Die Choreographie eines Alltags in Moskatchka, einem Viertel von Riga. Ein Mann hackt Holz, Kinder spielen in Schrottautos, das Ein und Aus einer Trinkhalle. Blicke werden zu Tableaus, Straßen zum Bühnenraum. Manches verbindet sich zu Geschichten, manches bleibt für sich. „Nur auf den, der still steht, kommen die Dinge zu.“

Protokoll

Annett Schützes Film entstand im Rahmen eines dreimonatigen Workshops in Riga, unter der Leitung von Fred Kelemen. Es ist ihr erster Film und sie wollte sich von dem Ort inspirieren lassen, von der Frage, wie sich das Leben an diesem Ort organisiert: „Was könnte hier an einem Samstagnachmittag um 15.00 Uhr passieren?“ MOSKATCHKA liegt mitten in Riga. Dort leben hauptsächlich sehr arme Russen. Eine hohe Arbeitslosigkeitsrate, Obdachlosigkeit und Alkoholismus prägen das Bild des Ortes.

In diesem, aus lettischer Perspektive „Schandfleck“ suchte Annett Schütze 25 Orte aus, an denen gefilmt wurde. 12 Orte in je drei verschiedenen Einstellungen sind im Film zu sehen.

Was wird sichtbar?

Annett Schütze versteht ihre Kamera und den Blick der Kamera nicht als ‚unsichtbare(n) Kamera(blick)’ – ganz im Gegenteil: Gerade weil sie statisch ist und keine Bewegung stattfindet, ist die Kamera für den Zuschauer offensichtlich und spürbar.

In der Praxis sah es so aus, dass Schütze und ihr Kameramann einen Ort auswählten, die Kamera platzierten und sich selbst in einem Abstand von ca. drei Meter zur Kamera aufhielten. Welche Szenen sich innerhalb dieser bewussten Kadrierung ergaben, überließ die Filmemacherin dem ‚dokumentarischen Zufall’. Sie selbst nennt dies ein „naives Vertrauen in die Realität“; abwarten und beobachten.

Trotzdem lässt sich nicht ausschließen, dass Geschehnisse durch die Kamera provoziert wurden. Wie sieht es also mit der Straßenszene aus, in der ein Mann einen Obdachlosen angreift? Annett Schütze und Aleksandrs Grebnevs (Kamera) eilten nicht direkt zur Hilfe, sondern riefen die Polizei. Als dies der Mann mitbekommt, wendet er sich von dem Obdachlosen ab und geht auf die beiden zu. Er bietet sogar seine Hilfe an, für den Film etwas ‚Action’ zu bieten, wenn die beiden ihn nicht verpfeifen. Grebnevs – so hört der Zuschauer aus dem Off – empfiehlt dem Mann, er solle lieber schnell verschwinden.
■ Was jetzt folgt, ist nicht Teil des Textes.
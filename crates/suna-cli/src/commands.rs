use std::fs::File;
use std::io::{self, BufWriter, Write};
use std::path::Path;

use anyhow::{Context, Result};
use comfy_table::{CellAlignment, Table};
use tracing::info;

use suna_cli::decode::decode_log;
use suna_cli::types::DecodeSummary;
use suna_model::SUNA_LAYOUT;

use crate::cli::DecodeArgs;
use crate::summary::{align_column, apply_table_style};

pub fn run_layout() -> Result<()> {
    let mut table = Table::new();
    table.set_header(vec!["Slot", "Field", "Type"]);
    apply_table_style(&mut table);
    align_column(&mut table, 0, CellAlignment::Right);
    for (slot, spec) in SUNA_LAYOUT.iter().enumerate() {
        table.add_row(vec![slot.to_string(), spec.name.to_string(), spec.kind.to_string()]);
    }
    println!("{table}");
    Ok(())
}

pub fn run_decode(args: &DecodeArgs) -> Result<DecodeSummary> {
    let batch_size = args.batch_size;
    let summary = match &args.output {
        Some(path) => {
            let file =
                File::create(path).with_context(|| format!("create {}", path.display()))?;
            let mut out = BufWriter::new(file);
            let mut summary = decode_log(&args.log, batch_size, &mut out)?;
            summary.output = Some(path.clone());
            summary
        }
        None => {
            let mut out = BufWriter::new(io::stdout().lock());
            decode_log(&args.log, batch_size, &mut out)?
        }
    };

    if let Some(path) = &args.report {
        write_report(&summary, path)?;
        info!(report = %path.display(), "wrote decode report");
    }
    Ok(summary)
}

fn write_report(summary: &DecodeSummary, path: &Path) -> Result<()> {
    let file = File::create(path).with_context(|| format!("create {}", path.display()))?;
    let mut writer = BufWriter::new(file);
    serde_json::to_writer_pretty(&mut writer, summary)
        .with_context(|| format!("write {}", path.display()))?;
    writer.flush().with_context(|| format!("flush {}", path.display()))?;
    Ok(())
}
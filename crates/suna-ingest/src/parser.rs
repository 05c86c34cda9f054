//! Streaming decoder over a finite sequence of log lines.
//!
//! # Usage
//!
//! ```ignore
//! use suna_ingest::SunaParser;
//!
//! let mut issues = Vec::new();
//! let mut parser = SunaParser::new(lines, |issue| issues.push(issue));
//! let first = parser.get_records(100);
//! ```
//!
//! The whole source is decoded on the first [`SunaParser::get_records`] call;
//! later calls only drain the buffer.

use std::collections::VecDeque;

use suna_model::{DecodedRecord, LineIssue};

use crate::decode::decode_frame;

/// Counters collected while parsing.
#[derive(Debug, Clone, Copy, Default, PartialEq, Eq)]
pub struct ParseStats {
    /// Lines pulled from the source.
    pub lines_read: usize,
    /// Records produced (including ones already handed out).
    pub records: usize,
    /// Lines that produced no record.
    pub malformed_lines: usize,
    /// Field-level issues reported through the callback.
    pub issues: usize,
}

/// Decodes SUNA lines into a FIFO buffer of records.
///
/// `on_issue` receives every field-level problem with its 1-based line
/// number. Rejected lines are skipped silently (logged at debug level).
pub struct SunaParser<I, F> {
    /// `None` once the source has been consumed.
    source: Option<I>,
    buffer: VecDeque<DecodedRecord>,
    on_issue: F,
    stats: ParseStats,
}

impl<I> SunaParser<I, fn(LineIssue)>
where
    I: IntoIterator,
    I::Item: AsRef<str>,
{
    /// Parser that only logs field issues.
    pub fn without_callback(lines: I) -> Self {
        Self::new(lines, |_| {})
    }
}

impl<I, F> SunaParser<I, F>
where
    I: IntoIterator,
    I::Item: AsRef<str>,
    F: FnMut(LineIssue),
{
    pub fn new(lines: I, on_issue: F) -> Self {
        Self {
            source: Some(lines),
            buffer: VecDeque::new(),
            on_issue,
            stats: ParseStats::default(),
        }
    }

    /// True once the source has been consumed.
    pub fn is_parsed(&self) -> bool {
        self.source.is_none()
    }

    /// Decode the whole source into the buffer. No-op after the first call.
    pub fn parse_all(&mut self) {
        let Some(lines) = self.source.take() else {
            return;
        };

        let span = tracing::debug_span!("parse_suna_lines");
        let _guard = span.enter();

        let mut issues = Vec::new();
        for (index, line) in lines.into_iter().enumerate() {
            let line_number = index + 1;
            self.stats.lines_read += 1;

            match decode_frame(line.as_ref(), &mut issues) {
                Ok(record) => {
                    self.stats.records += 1;
                    self.buffer.push_back(record);
                }
                Err(rejection) => {
                    self.stats.malformed_lines += 1;
                    tracing::debug!(line = line_number, %rejection, "skipping line");
                }
            }

            for issue in issues.drain(..) {
                self.stats.issues += 1;
                tracing::warn!(line = line_number, %issue, "field decode failed");
                (self.on_issue)(LineIssue::new(line_number, issue));
            }
        }

        tracing::info!(
            lines = self.stats.lines_read,
            records = self.stats.records,
            malformed = self.stats.malformed_lines,
            issues = self.stats.issues,
            "parsed SUNA lines"
        );
    }

    /// Remove and return up to `count` records in input order.
    ///
    /// Parses the source on first use. Returns fewer records (possibly none)
    /// once the buffer runs dry; `count == 0` returns an empty batch without
    /// touching the source.
    pub fn get_records(&mut self, count: usize) -> Vec<DecodedRecord> {
        if count == 0 {
            return Vec::new();
        }

        self.parse_all();

        let take = count.min(self.buffer.len());
        self.buffer.drain(..take).collect()
    }

    /// Records decoded but not yet handed out.
    pub fn remaining(&self) -> usize {
        self.buffer.len()
    }

    pub fn stats(&self) -> ParseStats {
        self.stats
    }
}

#[cfg(test)]
mod tests {
    use super::*;
    use suna_model::{FrameVariant, RAW_FIELD_COUNT};

    fn instrument_line(serial: usize) -> String {
        let mut fields = vec![format!("SATSLF{serial:04}")];
        // raw columns 281..285 are the unused CTD fields
        fields.extend((1..RAW_FIELD_COUNT).map(|i| {
            if (281..285).contains(&i) {
                String::new()
            } else {
                i.to_string()
            }
        }));
        fields.join(",")
    }

    #[test]
    fn zero_count_does_not_parse() {
        let mut parser = SunaParser::without_callback(vec![instrument_line(1)]);

        assert!(parser.get_records(0).is_empty());
        assert!(!parser.is_parsed());
        assert_eq!(parser.stats(), ParseStats::default());
    }

    #[test]
    fn first_request_parses_everything() {
        let lines = vec![instrument_line(1), "garbage".to_string(), instrument_line(2)];
        let mut parser = SunaParser::without_callback(lines);

        let batch = parser.get_records(1);
        assert_eq!(batch.len(), 1);
        assert!(parser.is_parsed());
        assert_eq!(parser.remaining(), 1);
        assert_eq!(
            parser.stats(),
            ParseStats {
                lines_read: 3,
                records: 2,
                malformed_lines: 1,
                issues: 0,
            }
        );
        assert_eq!(batch[0].variant, FrameVariant::InstrumentRecovered);
    }

    #[test]
    fn parse_all_is_idempotent() {
        let mut parser = SunaParser::without_callback(vec![instrument_line(1)]);
        parser.parse_all();
        parser.parse_all();

        assert_eq!(parser.stats().lines_read, 1);
        assert_eq!(parser.get_records(10).len(), 1);
        assert!(parser.get_records(10).is_empty());
    }

    #[test]
    fn issues_reach_the_callback_with_line_numbers() {
        let mut bad = instrument_line(3);
        bad = bad.replacen(",1,", ",2014x21,", 1);
        let lines = vec![instrument_line(1), bad];

        let mut seen = Vec::new();
        let mut parser = SunaParser::new(lines, |issue| seen.push(issue));
        let records = parser.get_records(5);
        let stats = parser.stats();
        drop(parser);

        assert_eq!(records.len(), 2);
        assert_eq!(stats.issues, 1);
        assert_eq!(seen.len(), 1);
        assert_eq!(seen[0].line, 2);
        assert_eq!(seen[0].issue.field(), Some("date_of_sample"));
    }
}
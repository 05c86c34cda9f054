//! Canonical field layout of a SUNA sample frame.
//!
//! A raw frame carries 286 comma-separated fields. After the serial sub-code
//! is split out of the first field, the 256 spectral channel counts sit at
//! positions 12..268 and collapse into a single logical slot, which leaves 28
//! named slots.

use serde::{Deserialize, Serialize};
use std::fmt;

/// Number of comma-separated fields in a well-formed raw line.
pub const RAW_FIELD_COUNT: usize = 286;

/// Number of spectral channel counts carried by every frame.
pub const SPECTRAL_CHANNEL_COUNT: usize = 256;

/// Layout slot (and reshaped field index) where the spectral block starts.
pub const SPECTRAL_SLOT: usize = 12;

/// Value type of a layout slot.
#[derive(Debug, Clone, Copy, PartialEq, Eq, Hash, Serialize, Deserialize)]
#[serde(rename_all = "snake_case")]
pub enum FieldKind {
    /// Kept verbatim.
    Str,
    /// Signed integer.
    Int,
    /// Floating-point number.
    Float,
    /// Fixed-length sequence of integers (the spectral block).
    IntArray,
}

impl FieldKind {
    pub fn as_str(&self) -> &'static str {
        match self {
            FieldKind::Str => "string",
            FieldKind::Int => "integer",
            FieldKind::Float => "float",
            FieldKind::IntArray => "integer array",
        }
    }
}

impl fmt::Display for FieldKind {
    fn fmt(&self, f: &mut fmt::Formatter<'_>) -> fmt::Result {
        write!(f, "{}", self.as_str())
    }
}

/// Name and type of one layout slot.
#[derive(Debug, Clone, Copy, PartialEq, Eq, Serialize)]
pub struct FieldSpec {
    pub name: &'static str,
    pub kind: FieldKind,
}

impl FieldSpec {
    const fn new(name: &'static str, kind: FieldKind) -> Self {
        Self { name, kind }
    }
}

/// The 28 slots of a decoded record, in output order.
pub static SUNA_LAYOUT: [FieldSpec; 28] = [
    FieldSpec::new("frame_type", FieldKind::Str),
    FieldSpec::new("serial_number", FieldKind::Str),
    FieldSpec::new("date_of_sample", FieldKind::Int),
    FieldSpec::new("time_of_sample", FieldKind::Float),
    FieldSpec::new("nitrate_concentration", FieldKind::Float),
    FieldSpec::new("nutnr_nitrogen_in_nitrate", FieldKind::Float),
    FieldSpec::new("nutnr_absorbance_at_254_nm", FieldKind::Float),
    FieldSpec::new("nutnr_absorbance_at_350_nm", FieldKind::Float),
    FieldSpec::new("nutnr_bromide_trace", FieldKind::Float),
    FieldSpec::new("nutnr_spectrum_average", FieldKind::Int),
    FieldSpec::new("nutnr_dark_value_used_for_fit", FieldKind::Int),
    FieldSpec::new("nutnr_integration_time_factor", FieldKind::Int),
    FieldSpec::new("spectral_channels", FieldKind::IntArray),
    FieldSpec::new("temp_spectrometer", FieldKind::Float),
    FieldSpec::new("temp_interior", FieldKind::Float),
    FieldSpec::new("temp_lamp", FieldKind::Float),
    FieldSpec::new("lamp_time", FieldKind::Int),
    FieldSpec::new("humidity", FieldKind::Float),
    FieldSpec::new("voltage_main", FieldKind::Float),
    FieldSpec::new("voltage_lamp", FieldKind::Float),
    FieldSpec::new("nutnr_voltage_int", FieldKind::Float),
    FieldSpec::new("nutnr_current_main", FieldKind::Float),
    FieldSpec::new("aux_fitting_1", FieldKind::Float),
    FieldSpec::new("aux_fitting_2", FieldKind::Float),
    FieldSpec::new("nutnr_fit_base_1", FieldKind::Float),
    FieldSpec::new("nutnr_fit_base_2", FieldKind::Float),
    FieldSpec::new("nutnr_fit_rmse", FieldKind::Float),
    FieldSpec::new("checksum", FieldKind::Int),
];

/// Slot at `position`, if the layout has one.
pub fn field_spec(position: usize) -> Option<&'static FieldSpec> {
    SUNA_LAYOUT.get(position)
}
In der Duisburger Diskussion forderte eine Diskutantin die moralische Verpflichtung der Filmemacher ein, an dieser Stelle eingreifen zu müssen. Dieser „moralischen Keule“ wurde begründet widersprochen, schließlich gilt es auch zu unterscheiden, zwischen dem zum Teil inszenierten Voyeurismus der TV-Spiegel-Fokus-Explosiv-Formate und einer beobachtenden Filmsituation, in der auf einmal etwas Gefährliches passiert. Wer sich selbst moralisch auf der sicheren Seite glaubt, dem ist es ein Leichtes, zu sagen, man hätte hier eingreifen sollen und dem Obdachlosen zur Hilfe eilen müssen. Einschließlich des Risikos, sich selbst in physische Gefahr zu begeben. Schütze und Grebnevs sind nicht zu ‚Helden’ geworden, sie haben, so sagt Schütze, „getan was wir tun konnten“ und die Polizei alarmiert. Schütze hat dann auch bewusst diese ‚Alltagsszene’ nicht verheimlicht und im Schnitt nicht verändert. Die Szene wurde in der Montage als eine Szene wie jede andere positioniert und reiht sich so in den Beobachtungsablauf ein, als ein Geschehnis von vielen an diesem Ort.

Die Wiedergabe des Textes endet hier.